In this step we will learn a word embedding while training a convolutional neural network on the classification problem.


 A word embedding is a way of representing text where each word in the vocabulary is represented by a real valued vector in a high-dimensional space. The vectors are learned in such a way that words that have similar meanings will have similar representation in the vector space (close in the vector space). 
 
This is a more expressive representation for text than more classical methods like bag-of-words, where relationships between words or tokens are ignored, or forced in bigram and trigram approaches. 


The real valued vector representation for words can be learned while training the neural network. We can do this in the Keras deep learning library using the Embedding layer. 

The f irst step is to load the vocabulary. We will use it to filter out words from movie reviews that we are not interested in. 

In the previous section,  local file called vocab.txt with one word per line. We can load that file and build a vocabulary as a set for checking the validity of tokens.

In [None]:

def load_doc(filename):
  file=open(filename,'r')
  text=file.read()
  file.close()
  return text

def clean_doc(doc,vocab):
  tokens=doc.split()
  re_punc=re.compile('[%s]'%re.escape(string.punctuation))
  tokens=[re_punc.sub('',w) for w in tokens]
  tokens=[word.lower() for word in tokens]

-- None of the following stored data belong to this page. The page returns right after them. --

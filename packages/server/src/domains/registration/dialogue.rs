//! Registration dialogue - pure step logic, no I/O
//!
//! email → birthday → confirmation. Confirming yields a draft; declining
//! starts over from the email step.

use chrono::NaiveDate;

use crate::common::UserId;
use crate::domains::subscription::models::DraftRecord;

pub const CONFIRM_YES: &str = "Yes, my data is correct";
pub const CONFIRM_NO: &str = "No, start over";

const BIRTHDAY_FORMAT: &str = "%d/%m/%Y";

#[derive(Debug, Clone, PartialEq, Eq)]
pub enum DialogueStep {
    AwaitingEmail,
    AwaitingBirthday { email: String },
    AwaitingConfirmation { email: String, birthday: NaiveDate },
}

/// What the dialogue wants said back after an input.
#[derive(Debug, Clone, PartialEq, Eq)]
pub enum DialogueReply {
    AskBirthday,
    InvalidEmail,
    InvalidBirthday,
    AskConfirmation {
        display_name: String,
        email: String,
        birthday: NaiveDate,
    },
    InvalidChoice,
    Restarted,
    Confirmed(DraftRecord),
}

impl DialogueReply {
    pub fn text(&self) -> String {
        match self {
            Self::AskBirthday => "Email saved.\n\nNow send your BIRTHDAY (for future promotions).\n\n\
                                  Use the format DD/MM/YYYY."
                .to_string(),
            Self::InvalidEmail => "That does not look like a valid email. Try again.".to_string(),
            Self::InvalidBirthday => "Invalid date. Please use exactly DD/MM/YYYY.\nExample: 25/12/1990"
                .to_string(),
            Self::AskConfirmation {
                display_name,
                email,
                birthday,
            } => format!(
                "Please confirm your details:\n\nUser: @{}\nEmail: {}\nBirthday: {}\n\nIs this correct?",
                display_name,
                email,
                birthday.format(BIRTHDAY_FORMAT)
            ),
            Self::InvalidChoice => format!("Please answer \"{}\" or \"{}\".", CONFIRM_YES, CONFIRM_NO),
            Self::Restarted => format!("OK, starting over.\n\n{}", opening_prompt()),
            // the caller replies with the payment instructions once the draft is stored
            Self::Confirmed(_) => String::new(),
        }
    }
}

pub fn opening_prompt() -> String {
    "Welcome.\n\nTo process your access I need a few details.\n\nFirst, what is your EMAIL?".to_string()
}

pub fn is_valid_email(email: &str) -> bool {
    email.contains('@') && email.contains('.')
}

/// `DD/MM/YYYY` with a four-digit year; chrono alone would read `90` as year 90.
pub fn parse_birthday(input: &str) -> Option<NaiveDate> {
    let input = input.trim();
    let year = input.rsplit('/').next()?;
    if year.len() != 4 || !year.bytes().all(|b| b.is_ascii_digit()) {
        return None;
    }
    NaiveDate::parse_from_str(input, BIRTHDAY_FORMAT).ok()
}

/// One user's in-progress registration.
#[derive(Debug, Clone, PartialEq, Eq)]
pub struct Dialogue {
    pub user_id: UserId,
    pub display_name: String,
    pub step: DialogueStep,
}

impl Dialogue {
    pub fn new(user_id: UserId, display_name: impl Into<String>) -> Self {
        Self {
            user_id,
            display_name: display_name.into(),
            step: DialogueStep::AwaitingEmail,
        }
    }

    /// Feed one text message into the dialogue.
    pub fn advance(&mut self, input: &str) -> DialogueReply {
        let input = input.trim();
        let step = std::mem::replace(&mut self.step, DialogueStep::AwaitingEmail);

        let (next, reply) = match step {
            DialogueStep::AwaitingEmail => {
                if is_valid_email(input) {
                    (
                        DialogueStep::AwaitingBirthday {
                            email: input.to_string(),
                        },
                        DialogueReply::AskBirthday,
                    )
                } else {
                    (DialogueStep::AwaitingEmail, DialogueReply::InvalidEmail)
                }
            }
            DialogueStep::AwaitingBirthday { email } => match parse_birthday(input) {
                Some(birthday) => (
                    DialogueStep::AwaitingConfirmation {
                        email: email.clone(),
                        birthday,
                    },
                    DialogueReply::AskConfirmation {
                        display_name: self.display_name.clone(),
                        email,
                        birthday,
                    },
                ),
                None => (
                    DialogueStep::AwaitingBirthday { email },
                    DialogueReply::InvalidBirthday,
                ),
            },
            DialogueStep::AwaitingConfirmation { email, birthday } => {
                if input == CONFIRM_YES {
                    let draft = DraftRecord {
                        user_id: self.user_id,
                        display_name: self.display_name.clone(),
                        email: email.clone(),
                        birthday,
                    };
                    (
                        DialogueStep::AwaitingConfirmation { email, birthday },
                        DialogueReply::Confirmed(draft),
                    )
                } else if input == CONFIRM_NO {
                    (DialogueStep::AwaitingEmail, DialogueReply::Restarted)
                } else {
                    (
                        DialogueStep::AwaitingConfirmation { email, birthday },
                        DialogueReply::InvalidChoice,
                    )
                }
            }
        };

        self.step = next;
        reply
    }
}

  tokens=[word for word in tokens if word.isalpha()]
  #tokens=[word for word in tokens if not word in stop_words]
  tokens=[word for word in tokens if word in vocab]
  tokens=' '.join(tokens)
  return tokens

In [None]:
def preprocess_doc(directory,vocab,is_train):
  documents=list()

  for filename in os.listdir(directory):

    if is_train and filename.startswith('cv9'):
      continue
    if not is_train and not filename.startswith('cv9'):
      continue
    
    path=directory +'/'+filename

    doc=load_doc(path)
    tokens=clean_doc(doc,vocab)
    documents.append(tokens)
  return documents

In [None]:
filename='vocab.txt'
vocabt=load_doc(filename)
vocab=set(vocabt.split())

In [None]:
import numpy as np


We can call the process clean docs function for both the neg and pos directories and combine the reviews into a single train or test dataset. 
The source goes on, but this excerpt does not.